Sunday, January 1, 2012

Using Ganglia to monitor virtual machine pools


The Ganglia charts show virtual machine performance metrics collected using sFlow. Enabling sFlow monitoring on each node in a virtual machine pool provides a highly scalable solution for monitoring performance. Embedded sFlow monitoring in the hypervisors simplifies deployments by eliminating the need to poll for metrics. Instead, virtual machine metrics are pushed directly from each node to the central Ganglia collector. Currently sFlow agents are available for XCP (Xen Cloud Platform), Citrix XenServer and KVM/libvirt virtualization platforms, see http://host-sflow.sourceforge.net/. In addition, an sFlow agent has been demonstrated for the upcoming Windows 8 version of Hyper-V.

The article, Ganglia 3.2 released, describes the basic steps needed to configure Ganglia as an sFlow collector. Once configured, Ganglia will automatically discover and track new servers and virtual machines as they are added to the network.

Note: To try out Ganglia's sFlow/virtual machine reporting, you will need to download Ganglia 3.3.

By default, Ganglia will automatically start displaying the virtual machine metrics. However, there is an optional configuration setting available in the gmond.conf file that can be used to modify how Ganglia handles the sFlow virtual machine metrics.

sflow{
  accept_vm_metrics = yes
}

Setting the accept_vm_metrics flag to no will cause Ganglia to ignore sFlow virtualization metrics.
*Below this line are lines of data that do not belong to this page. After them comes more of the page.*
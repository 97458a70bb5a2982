//! # Sales Core
//!
//! `sales_core` models the daily sales extracts of a two-category retail
//! operation and provides the analytics that roll them up: company
//! enrichment, product/company/date aggregation, and product velocity
//! classification with period-over-period comparison.
//!
//! The pipeline is a one-shot, in-memory batch computation: load the
//! extracts, enrich the records with the product-to-company catalog, then
//! run any of the aggregation or velocity functions over the same
//! enriched batch set. Enrichment is the only mutating step and must run
//! before the read-only views.
//!
//! ## Usage Example
//!
//! ```
//! use sales_core::catalog::{enrich_batches, CompanyCatalog};
//! use sales_core::utils::generate_test_batches;
//! use sales_core::{aggregate, velocity};
//!
//! let mut batches = generate_test_batches(14, 5, 20.0);
//! let catalog = CompanyCatalog::from_listings(vec![(
//!     "Acme Foods".to_string(),
//!     vec!["PS Item 1".to_string(), "FS Item 2".to_string()],
//! )]);
//!
//! enrich_batches(&mut batches, &catalog);
//!
//! let products = aggregate::aggregate_by_product(&batches);
//! let metrics = velocity::calculate_velocity(&batches);
//! assert_eq!(products.len(), 10);
//! assert_eq!(metrics.len(), 10);
//! ```

use thiserror::Error;

pub mod aggregate;
pub mod catalog;
pub mod loader;
pub mod record;
pub mod utils;
pub mod velocity;

pub use aggregate::{
    aggregate_by_company, aggregate_by_date, aggregate_by_product,
    aggregate_by_product_with_company, total_quantity, total_sales, CompanyAggregate,
    DateAggregate, ProductAggregate,
};
pub use catalog::{enrich_batches, CompanyCatalog, CompanyLookup};
pub use loader::{discover_manifest, load_all, load_batch, BatchDescriptor, LoadOutcome};
pub use record::{DailyBatch, ProductKey, SalesCategory, SalesRecord};
pub use velocity::{
    calculate_velocity, compare_velocity, split_by_period, velocity_distribution, ChangeClass,
    PeriodGranularity, PeriodSplit, Trend, VelocityChange, VelocityClass, VelocityDistribution,
    VelocityMetric,
};

/// Errors that can occur while loading or modelling sales extracts
#[derive(Error, Debug)]
pub enum SalesError {
    #[error("Invalid extract data: {0}")]
    InvalidData(String),

    #[error("Unrecognized sales category: {0}")]
    UnknownCategory(String),

    #[error("Invalid extract filename: {0}")]
    InvalidManifest(String),

    #[error("IO error: {0}")]
    Io(#[from] std::io::Error),

    #[error("CSV error: {0}")]
    Csv(#[from] csv::Error),

    #[error("Date parse error: {0}")]
    DateParse(#[from] chrono::ParseError),
}

/// Result type for sales core operations
pub type Result<T> = std::result::Result<T, SalesError>;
Ganglia and sFlow offers a comprehensive view of the performance of a virtual machine pools, providing not just virtualization related metrics, but also the server CPU, memory, disk and network IO performance metrics needed to fully characterize pool performance.

Note: Visibility into network performance is an essential part of managing a virtual machine pool since virtual machines rely on the network for storage, local communication and Internet access. Network performance also affects other critical pool operations like virtual machine migration and backup. Support for the sFlow standard by most switch vendors delivers the necessary end to end network visibility and further simplifies management by including the network in an integrated monitoring solution.